Abstract
Purpose :
the development of a deep learning algorithm to detect OCT-determined geographic atrophy (GA) and to predict the progression from intermediate age-related macular degeneration (AMD) to GA in the short-term on spectral domain optical coherence tomography (SD-OCT) scans.
Methods :
We analyzed SD-OCT imaging data from 316 patients with iAMD enrolled in the longitudinal, observational Age-Related Eye Disease Study 2 (AREDS2) Ancillary Spectral-Domain Optical Coherence Tomography (A2A) Study with adequate imaging for repeated measures. We designed an end-to-end, position-aware volumetric image classification model motivated by the observation that scan locations within a SD-OCT have different levels of predictive power for GA progression prediction. The model was developed with a proactive pseudo-intervention learning strategy to jointly allow for robust learning with small sample size and interpretation of predictions via saliency (attention) maps.

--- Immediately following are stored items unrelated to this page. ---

//! Scenario configuration, loaded from a single TOML document.
//!
//! The original tool used an INI file parsed section by section
//! (`[basic]`, `[files]`, `[pooling]`, `[order_behaviour]`, `[outputs]`).
//! TOML keeps that same section shape while giving us typed, validated
//! deserialization instead of a flat string-keyed dict.

use std::path::{Path, PathBuf};

use chrono::NaiveDateTime;
use serde::Deserialize;

use ridepool_core::config::DispatchWeights;

use crate::error::IoError;

#[derive(Debug, Clone, Deserialize)]
pub struct BasicConfig {
    pub start_date: NaiveDateTime,
    pub end_date: NaiveDateTime,
    pub requests_from_csv: bool,
}

#[derive(Debug, Clone, Deserialize)]
pub struct FilesConfig {
    pub distance_path: PathBuf,
    pub waytime_path: PathBuf,
    pub vehicles_path: PathBuf,
    #[serde(default)]
    pub requests_path: Option<PathBuf>,
    #[serde(default)]
    pub demand_path: Option<PathBuf>,
    #[serde(default)]
    pub station_probability_path: Option<PathBuf>,
}

#[derive(Debug, Clone, Deserialize)]
pub struct PoolingWeights {
    pub delay_factor: f64,
    pub balance_factor: f64,
    pub pooling_factor: f64,
    pub distance_factor: f64,
    pub delay_max: u32,
    pub standing_time: i64,
}

fn default_passenger_distribution() -> Vec<f64> {
    // The source's hardcoded seats-1..=6 distribution, now overridable.
    vec![0.61, 0.25, 0.05, 0.05, 0.025, 0.015]
}

#[derive(Debug, Clone, Deserialize)]
pub struct OrderBehaviourConfig {
    /// Probability a request is placed "now" (a few minutes before pickup)
    /// rather than further ahead.
    pub order_behaviour: f64,
    pub order_ahead_min: i64,
    pub order_ahead_max: i64,
    pub demand_factor: f64,
    #[serde(default = "default_passenger_distribution")]
    pub passenger_distribution: Vec<f64>,
}

#[derive(Debug, Clone, Deserialize)]
pub struct OutputsConfig {
    pub output_dir: PathBuf,
}

#[derive(Debug, Clone, Deserialize)]
pub struct ScenarioConfig {
    pub basic: BasicConfig,
    pub files: FilesConfig,
    pub pooling: PoolingWeights,
    #[serde(default)]
    pub order_behaviour: Option<OrderBehaviourConfig>,
    pub outputs: OutputsConfig,
}

impl ScenarioConfig {
    pub fn from_path(path: &Path) -> Result<Self, IoError> {
        let text = std::fs::read_to_string(path)?;
        let config: ScenarioConfig = toml::from_str(&text)?;
        if !config.basic.requests_from_csv && config.order_behaviour.is_none() {
            return Err(IoError::Config(
                "synthetic demand selected but [order_behaviour] section is missing".into(),
            ));
        }
        Ok(config)
    }

    /// The slice of configuration the core dispatcher actually reads.
    pub fn dispatch_weights(&self) -> DispatchWeights {
        DispatchWeights::default()
            .with_delay_factor(self.pooling.delay_factor)
            .with_balance_factor(self.pooling.balance_factor)
            .with_pooling_factor(self.pooling.pooling_factor)
            .with_distance_factor(self.pooling.distance_factor)
            .with_delay_max(self.pooling.delay_max)
            .with_standing_time(self.pooling.standing_time)
    }
}
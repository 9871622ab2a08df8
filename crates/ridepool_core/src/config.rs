//! Scenario-wide dispatch weights consumed directly by the core.
//!
//! The full configuration file (paths, date ranges, synthetic-demand knobs)
//! lives in `ridepool_io`; this struct is the slice of it the dispatcher,
//! enumerator, feasibility checker, and scorer actually read.

use crate::time::Minutes;

#[derive(Debug, Clone, Copy, PartialEq)]
pub struct DispatchWeights {
    pub delay_factor: f64,
    pub balance_factor: f64,
    pub pooling_factor: f64,
    pub distance_factor: f64,
    /// The scenario-wide delay cap (minutes) enforced by the feasibility
    /// checker and used to bound the enumerator's relevant window.
    pub delay_max: u32,
    /// Minutes a vehicle idles at every stop, added to every leg.
    pub standing_time: Minutes,
}

impl Default for DispatchWeights {
    fn default() -> Self {
        DispatchWeights {
            delay_factor: 1.0,
            balance_factor: 1.0,
            pooling_factor: 1.0,
            distance_factor: 1.0,
            delay_max: 10,
            standing_time: 1,
        }
    }
}

impl DispatchWeights {
    pub fn with_delay_factor(mut self, value: f64) -> Self {
        self.delay_factor = value;
        self
    }

    pub fn with_balance_factor(mut self, value: f64) -> Self {
        self.balance_factor = value;
        self
    }

    pub fn with_pooling_factor(mut self, value: f64) -> Self {
        self.pooling_factor = value;
        self
    }

    pub fn with_distance_factor(mut self, value: f64) -> Self {
        self.distance_factor = value;
        self
    }

    pub fn with_delay_max(mut self, value: u32) -> Self {
        self.delay_max = value;
        self
    }

    pub fn with_standing_time(mut self, value: Minutes) -> Self {
        self.standing_time = value;
        self
    }

    pub fn delay_max_minutes(&self) -> Minutes {
        self.delay_max as Minutes
    }
}
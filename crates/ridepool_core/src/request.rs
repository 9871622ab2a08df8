//! The immutable unit of rider demand.

use crate::error::CoreError;
use crate::graph::{StationGraph, StationId};
use crate::time::Minutes;

#[derive(Debug, Clone, Copy, PartialEq, Eq, Hash, PartialOrd, Ord)]
pub struct RequestId(pub u64);

/// A rider's demand for transport from `origin` to `destination`, promised
/// for `promised_time`. Immutable once constructed; validated at the
/// boundary so the core never has to handle a malformed request mid-dispatch.
#[derive(Debug, Clone, Copy)]
pub struct Request {
    pub id: RequestId,
    pub origin: StationId,
    pub destination: StationId,
    pub passengers: u32,
    pub promised_time: Minutes,
    pub created_time: Minutes,
    pub max_delay: u32,
    pub direct_travel: Minutes,
}

impl Request {
    /// Construct and validate a request against the station graph.
    ///
    /// `direct_travel` is derived from the graph rather than trusted from
    /// the caller, since it must always equal `travel_time(origin, destination)`.
    pub fn new(
        id: RequestId,
        origin: StationId,
        destination: StationId,
        passengers: u32,
        promised_time: Minutes,
        created_time: Minutes,
        max_delay: u32,
        graph: &StationGraph,
    ) -> Result<Self, CoreError> {
        if passengers == 0 {
            return Err(CoreError::InvalidRequest {
                request_id: id.0,
                reason: "passengers must be at least 1".into(),
            });
        }
        if created_time > promised_time {
            return Err(CoreError::InvalidRequest {
                request_id: id.0,
                reason: "created_time must not be after promised_time".into(),
            });
        }
        let direct_travel = graph.travel_time(origin, destination).ok_or_else(|| {
            CoreError::MissingEdge {
                from: origin.to_string(),
                to: destination.to_string(),
            }
        })?;
        Ok(Request {
            id,
            origin,
            destination,
            passengers,
            promised_time,
            created_time,
            max_delay,
            direct_travel,
        })
    }
}

#[cfg(test)]
mod tests {
    use super::*;
    use crate::graph::StationGraph;

    fn graph() -> StationGraph {
        StationGraph::builder()
            .with_travel_time(StationId(1), StationId(2), 10)
            .with_distance(StationId(1), StationId(2), 5.0)
            .build()
    }

    #[test]
    fn rejects_zero_passengers() {
        let err = Request::new(
            RequestId(1),
            StationId(1),
            StationId(2),
            0,
            100,
            90,
            5,
            &graph(),
        )
        .unwrap_err();
        assert!(matches!(err, CoreError::InvalidRequest { .. }));
    }

    #[test]
    fn rejects_created_after_promised() {
        let err = Request::new(
            RequestId(1),
            StationId(1),
            StationId(2),
            1,
            100,
            110,
            5,
            &graph(),
        )
        .unwrap_err();
        assert!(matches!(err, CoreError::InvalidRequest { .. }));
    }

    #[test]
    fn derives_direct_travel_from_graph() {
        let request = Request::new(
            RequestId(1),
            StationId(1),
            StationId(2),
            2,
            100,
            95,
            5,
            &graph(),
        )
        .unwrap();
        assert_eq!(request.direct_travel, 10);
    }
}
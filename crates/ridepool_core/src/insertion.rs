//! Candidate generation: for one (vehicle, request) pair, produce every
//! itinerary that results from inserting the request's pickup and dropoff
//! stops at some pair of positions in the vehicle's still-mutable tail.
//!
//! The source encoded insertion positions by multiplying existing schedule
//! indices by three and letting new stops occupy the gaps, then re-sorting
//! the whole frame. Here positions are just `usize` indices into an ordered
//! `Vec<Stop>`; there is no index identity to preserve across a sort.

use crate::config::DispatchWeights;
use crate::graph::StationGraph;
use crate::itinerary::{Itinerary, Stop};
use crate::request::Request;

/// A candidate itinerary produced by the enumerator, still unvalidated.
/// Carries the bookkeeping the scorer needs: the full candidate itinerary,
/// where the vehicle's frozen history ends within it, and the vehicle's
/// pre-insertion delay/distance sums.
#[derive(Debug, Clone)]
pub struct Candidate {
    pub itinerary: Itinerary,
    pub frozen_len: usize,
    pub pre_insertion_len: usize,
    pub pre_delay_sum: u32,
    pub pre_distance_sum: f64,
}

/// Extra minutes added to `W_max` when deriving the cutoff for the mutable
/// tail, matching the source's fixed five-minute safety margin.
const CUTOFF_MARGIN: crate::time::Minutes = 5;

/// Enumerate every candidate insertion of `request`'s pickup and dropoff
/// into `itinerary`.
pub fn enumerate_candidates(
    itinerary: &Itinerary,
    graph: &StationGraph,
    request: &Request,
    weights: &DispatchWeights,
) -> Vec<Candidate> {
    let pre_insertion_len = itinerary.len();
    let pre_delay_sum: u32 = itinerary.stops().iter().map(|s| s.delay).sum();
    let pre_distance_sum = consecutive_distance_sum(itinerary.stops(), graph);

    let pickup = Stop {
        station: request.origin,
        boarding: request.passengers as i32,
        promised_time: request.promised_time,
        request_id: request.id,
        planned_time: request.promised_time,
        delay: 0,
        occupation: 0,
        max_delay: request.max_delay,
    };
    let dropoff = Stop {
        station: request.destination,
        boarding: -(request.passengers as i32),
        promised_time: request.promised_time + request.direct_travel + weights.standing_time,
        request_id: request.id,
        planned_time: 0,
        delay: 0,
        occupation: 0,
        max_delay: request.max_delay,
    };

    let cutoff = request.promised_time - (graph.max_travel_time() + CUTOFF_MARGIN);
    let frozen_len = itinerary.window_start(cutoff);
    let window = &itinerary.stops()[frozen_len..];

    if window.is_empty() {
        let mut stops = itinerary.stops()[..frozen_len].to_vec();
        stops.push(pickup);
        stops.push(dropoff);
        return vec![Candidate {
            itinerary: Itinerary::from_stops(stops),
            frozen_len,
            pre_insertion_len,
            pre_delay_sum,
            pre_distance_sum,
        }];
    }

    let relevant_limit = request.promised_time + request.direct_travel + weights.delay_max_minutes();
    let max_relevant_pos = window
        .iter()
        .enumerate()
        .filter(|(_, s)| s.promised_time < relevant_limit)
        .map(|(i, _)| i)
        .max();
    let Some(max_relevant_pos) = max_relevant_pos else {
        return Vec::new();
    };

    // Gap positions 0..=max_gap are eligible; "extended by two" beyond the
    // last relevant stop so the pair may also be appended after it.
    let max_gap = max_relevant_pos + 2;

    let mut candidates = Vec::with_capacity((max_gap + 1) * (max_gap + 2) / 2);
    for i in 0..=max_gap {
        for j in i..=max_gap {
            let new_window = insert_two(window, i, j, pickup, dropoff);
            let mut stops = itinerary.stops()[..frozen_len].to_vec();
            stops.extend(new_window);
            candidates.push(Candidate {
                itinerary: Itinerary::from_stops(stops),
                frozen_len,
                pre_insertion_len,
                pre_delay_sum,
                pre_distance_sum,
            });
        }
    }
    candidates
}

/// Insert `pickup` at gap `i` and `dropoff` at gap `j >= i` into `original`,
/// where a gap index is "before `original[k]`" (clamped to the end if the
/// index runs past `original.len()`). When `i == j` the pickup and dropoff
/// land back to back, pickup first.
fn insert_two(original: &[Stop], i: usize, j: usize, pickup: Stop, dropoff: Stop) -> Vec<Stop> {
    let i = i.min(original.len());
    let j = j.min(original.len());
    let mut out = Vec::with_capacity(original.len() + 2);
    out.extend_from_slice(&original[..i]);
    out.push(pickup);
    if j == i {
        out.push(dropoff);
        out.extend_from_slice(&original[i..]);
    } else {
        out.extend_from_slice(&original[i..j]);
        out.push(dropoff);
        out.extend_from_slice(&original[j..]);
    }
    out
}

fn consecutive_distance_sum(stops: &[Stop], graph: &StationGraph) -> f64 {
    stops
        .windows(2)
        .map(|w| graph.distance(w[0].station, w[1].station).unwrap_or(0.0))
        .sum()
}

#[cfg(test)]
mod tests {
    use super::*;
    use crate::graph::StationId;
    use crate::request::RequestId;

    fn graph() -> StationGraph {
        StationGraph::builder()
            .with_travel_time(StationId(1), StationId(2), 10)
            .with_travel_time(StationId(2), StationId(1), 10)
            .with_distance(StationId(1), StationId(2), 5.0)
            .with_distance(StationId(2), StationId(1), 5.0)
            .build()
    }

    fn request() -> Request {
        Request::new(
            RequestId(1),
            StationId(1),
            StationId(2),
            2,
            100,
            95,
            5,
            &graph(),
        )
        .unwrap()
    }

    #[test]
    fn empty_itinerary_yields_single_two_stop_candidate() {
        let itinerary = Itinerary::new();
        let weights = DispatchWeights::default();
        let candidates = enumerate_candidates(&itinerary, &graph(), &request(), &weights);
        assert_eq!(candidates.len(), 1);
        let stops = candidates[0].itinerary.stops();
        assert_eq!(stops.len(), 2);
        assert!(stops[0].is_pickup());
        assert!(stops[1].is_dropoff());
        assert_eq!(stops[0].planned_time, 100);
    }

    #[test]
    fn insert_two_places_dropoff_immediately_after_pickup_when_gaps_match() {
        let pickup = Stop {
            station: StationId(9),
            boarding: 1,
            promised_time: 0,
            request_id: RequestId(1),
            planned_time: 0,
            delay: 0,
            occupation: 0,
            max_delay: 0,
        };
        let dropoff = Stop {
            boarding: -1,
            ..pickup
        };
        let original = vec![pickup, pickup, pickup];
        let out = insert_two(&original, 1, 1, pickup, dropoff);
        assert_eq!(out.len(), 5);
        assert!(out[1].is_pickup());
        assert!(out[2].is_dropoff());
    }
}
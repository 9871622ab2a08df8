use ridepool_core::config::DispatchWeights;
use ridepool_core::dispatch::dispatch_all;
use ridepool_core::graph::StationId;
use ridepool_core::test_helpers::{default_weights, request, two_station_graph, vehicle};

#[test]
fn scenario_c_delay_rejection() {
    let graph = two_station_graph();
    // With standing_time=1 and a 10-minute leg each way, pooling a second
    // rider sharing r1's corridor one minute later always pushes some stop's
    // delay to at least 1 minute (the least-bad insertion interleaves the
    // two pickups and dropoffs, but still can't avoid a 1-minute slip
    // somewhere). delay_max=0 leaves no feasible insertion for r2 at all.
    let weights = default_weights().with_delay_max(0);
    let mut vehicles = vec![vehicle(1, 4)];

    let r1 = request(1, 1, 2, 1, 100, 95, 5, &graph);
    let r2 = request(2, 1, 2, 1, 101, 96, 5, &graph);

    let outcome = dispatch_all(&mut vehicles, &[r1, r2], &graph, &weights, None);

    assert_eq!(outcome.denied, vec![r2.id]);
    let stops = vehicles[0].itinerary.stops();
    assert_eq!(stops.len(), 2, "r2 must not have been committed into the itinerary");
    assert_eq!(stops[0].station, StationId(1));
    assert_eq!(stops[0].planned_time, 100);
    assert_eq!(stops[1].station, StationId(2));
    assert_eq!(stops[1].planned_time, 111);
}

#[test]
fn scenario_e_same_station_ordering_is_respected() {
    let graph = two_station_graph();
    let weights = default_weights().with_delay_max(30);
    let mut vehicles = vec![vehicle(1, 4)];

    let r_a = request(1, 1, 2, 1, 100, 90, 30, &graph);
    let r_b = request(2, 1, 2, 1, 105, 90, 30, &graph);

    let outcome = dispatch_all(&mut vehicles, &[r_a, r_b], &graph, &weights, None);

    assert!(outcome.denied.is_empty());
    let stops = vehicles[0].itinerary.stops();
    // No pickup may be immediately followed by a dropoff at the same station.
    for pair in stops.windows(2) {
        let same_station = pair[0].station == pair[1].station;
        let pickup_then_dropoff = pair[0].is_pickup() && pair[1].is_dropoff();
        assert!(!(same_station && pickup_then_dropoff));
    }
}

#[test]
fn scenario_f_determinism_over_a_hundred_requests() {
    let graph = two_station_graph();
    let weights = default_weights().with_delay_max(60);

    let requests: Vec<_> = (0..100)
        .map(|i| request(i, 1, 2, 1, 100 + i as i64 * 2, 95 + i as i64 * 2, 60, &graph))
        .collect();

    let run = || {
        let mut vehicles = vec![vehicle(1, 4), vehicle(2, 4), vehicle(3, 4)];
        let outcome = dispatch_all(&mut vehicles, &requests, &graph, &weights, None);
        (vehicles, outcome.denied)
    };

    let (vehicles_a, denied_a) = run();
    let (vehicles_b, denied_b) = run();

    assert_eq!(denied_a, denied_b);
    for (a, b) in vehicles_a.iter().zip(vehicles_b.iter()) {
        assert_eq!(a.itinerary, b.itinerary);
    }
}

#[test]
fn conservation_of_pickups_and_dropoffs_at_run_end() {
    let graph = two_station_graph();
    let weights = default_weights().with_delay_max(60);
    let mut vehicles = vec![vehicle(1, 4), vehicle(2, 4)];

    let requests: Vec<_> = (0..10)
        .map(|i| request(i, 1, 2, 1, 100 + i as i64 * 5, 95 + i as i64 * 5, 60, &graph))
        .collect();

    dispatch_all(&mut vehicles, &requests, &graph, &weights, None);

    let total_boarding: i32 = vehicles
        .iter()
        .flat_map(|v| v.itinerary.stops())
        .map(|s| s.boarding)
        .sum();
    assert_eq!(total_boarding, 0);
}
// ABOUTME: Gear arithmetic subcommands for the Piste CLI
// ABOUTME: Validates teeth/wheel input at the boundary, then calls the calculation engine
//
// SPDX-License-Identifier: MIT OR Apache-2.0
// Copyright (c) 2025 Piste Contributors

use clap::{Args, Subcommand};
use piste::config::RiderDefaults;
use piste_core::errors::{AppError, AppResult};
use piste_core::validation;
use piste_gearing::GearCalculator;

/// A chainring/sprocket pair with an optional wheel override
#[derive(Args)]
pub struct SetupArgs {
    /// Chainring teeth (30-70)
    #[arg(long)]
    chainring: u32,
    /// Sprocket teeth (10-25)
    #[arg(long)]
    sprocket: u32,
    /// Wheel diameter in millimeters (600-750); defaults to the configured rider preference
    #[arg(long)]
    wheel: Option<f64>,
}

impl SetupArgs {
    fn validated(&self, defaults: RiderDefaults) -> AppResult<(u32, u32, GearCalculator)> {
        validation::chainring_teeth(self.chainring)?;
        validation::sprocket_teeth(self.sprocket)?;
        let wheel = self.wheel.unwrap_or(defaults.wheel_diameter_mm);
        validation::wheel_diameter_mm(wheel)?;
        Ok((
            self.chainring,
            self.sprocket,
            GearCalculator::with_wheel_diameter(wheel),
        ))
    }
}

/// Ratio chart arguments
#[derive(Args)]
pub struct TableArgs {
    /// Comma-separated chainring teeth, e.g. 48,50,52
    #[arg(long, default_value = "48,50,52")]
    chainrings: String,
    /// Comma-separated sprocket teeth, e.g. 14,15,16
    #[arg(long, default_value = "14,15,16")]
    sprockets: String,
    /// Wheel diameter in millimeters (600-750)
    #[arg(long)]
    wheel: Option<f64>,
}

/// Gear arithmetic subcommands
#[derive(Subcommand)]
pub enum GearCommand {
    /// Gear ratio for one setup
    Ratio(SetupArgs),
    /// Gear inches for one setup
    Inches(SetupArgs),
    /// Development (meters per crank revolution) for one setup
    Development(SetupArgs),
    /// Speed in km/h at a given cadence
    Speed {
        /// The gear setup
        #[command(flatten)]
        setup: SetupArgs,
        /// Cadence in revolutions per minute
        #[arg(long)]
        cadence: f64,
    },
    /// Cadence in rpm needed to hold a given speed
    Cadence {
        /// The gear setup
        #[command(flatten)]
        setup: SetupArgs,
        /// Speed in km/h
        #[arg(long)]
        speed: f64,
    },
    /// Ratio chart over several chainring/sprocket combinations
    Table(TableArgs),
}

/// Execute a gear subcommand
///
/// # Errors
/// Returns `ValueOutOfRange`/`InvalidInput` for out-of-range or malformed input
pub fn run(command: &GearCommand, defaults: RiderDefaults) -> AppResult<()> {
    match command {
        GearCommand::Ratio(setup) => {
            let (chainring, sprocket, calc) = setup.validated(defaults)?;
            println!("{:.3}", calc.ratio(chainring, sprocket));
        }
        GearCommand::Inches(setup) => {
            let (chainring, sprocket, calc) = setup.validated(defaults)?;
            println!("{:.2}\"", calc.gear_inches(chainring, sprocket));
        }
        GearCommand::Development(setup) => {
            let (chainring, sprocket, calc) = setup.validated(defaults)?;
            println!("{:.2} m/rev", calc.development(chainring, sprocket));
        }
        GearCommand::Speed { setup, cadence } => {
            let (chainring, sprocket, calc) = setup.validated(defaults)?;
            println!(
                "{:.1} km/h",
                calc.speed_from_cadence(chainring, sprocket, *cadence)
            );
        }
        GearCommand::Cadence { setup, speed } => {
            let (chainring, sprocket, calc) = setup.validated(defaults)?;
            println!(
                "{:.0} rpm",
                calc.cadence_from_speed(chainring, sprocket, *speed)
            );
        }
        GearCommand::Table(args) => run_table(args, defaults)?,
    }
    Ok(())
}

fn run_table(args: &TableArgs, defaults: RiderDefaults) -> AppResult<()> {
    let chainrings = parse_teeth_list(&args.chainrings)?;
    let sprockets = parse_teeth_list(&args.sprockets)?;
    for &teeth in &chainrings {
        validation::chainring_teeth(teeth)?;
    }
    for &teeth in &sprockets {
        validation::sprocket_teeth(teeth)?;
    }
    let wheel = args.wheel.unwrap_or(defaults.wheel_diameter_mm);
    validation::wheel_diameter_mm(wheel)?;
    let calc = GearCalculator::with_wheel_diameter(wheel);

    println!("chainring x sprocket   ratio   inches   development");
    for &chainring in &chainrings {
        for &sprocket in &sprockets {
            let metrics = calc.metrics(chainring, sprocket);
            println!(
                "{chainring:>9} x {sprocket:<8} {:>6.3} {:>8.2} {:>10.2} m",
                metrics.ratio, metrics.gear_inches, metrics.development_m
            );
        }
    }
    Ok(())
}

fn parse_teeth_list(text: &str) -> AppResult<Vec<u32>> {
    text.split(',')
        .map(str::trim)
        .filter(|part| !part.is_empty())
        .map(|part| {
            part.parse::<u32>()
                .map_err(|_| AppError::invalid_input(format!("invalid teeth count: {part:?}")))
        })
        .collect()
}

To improve model performance given the small sample-size of the available dataset, we employed a second publicly available dataset consisting of 108,312 individual OCT B-scans from 4,686 individuals with various retinal diagnoses. The main outcome measure was the predictive performance for GA detection and progression to GA in 1 year, examined based on the area under the curve (AUC) of the receiver operating characteristic.
Results :
The proposed deep learning model (multi-scan position-aware model) outperforms simpler image-based models and a model based on qualitative and quantitative features of SD-OCT provided by human experts. The AUC for GA prediction was 0.945 for current year, and 0.937 for the following year. The addition of expert annotated features only improved the AUC for GA prediction by an AUC of 0.008. The method automatically identified and highlighted specific structural features on OCT most predictive of GA, essentially opening the “black box” of this AI algorithm.
Conclusions :
Our deep-learning method had excellent performance characteristics for detecting GA and for predicting progression from intermediate AMD to GA in the short-term (one year). Further validation in additional, independent datasets will be needed to determine the utility of this algorithm for prediction of vision-threatening nonexudative AMD and potential modifications for outcome prediction in other retinal diseases.
This abstract was presented at the 2022 ARVO Annual Meeting, held in Denver, CO, May 1-4, 2022, and virtually.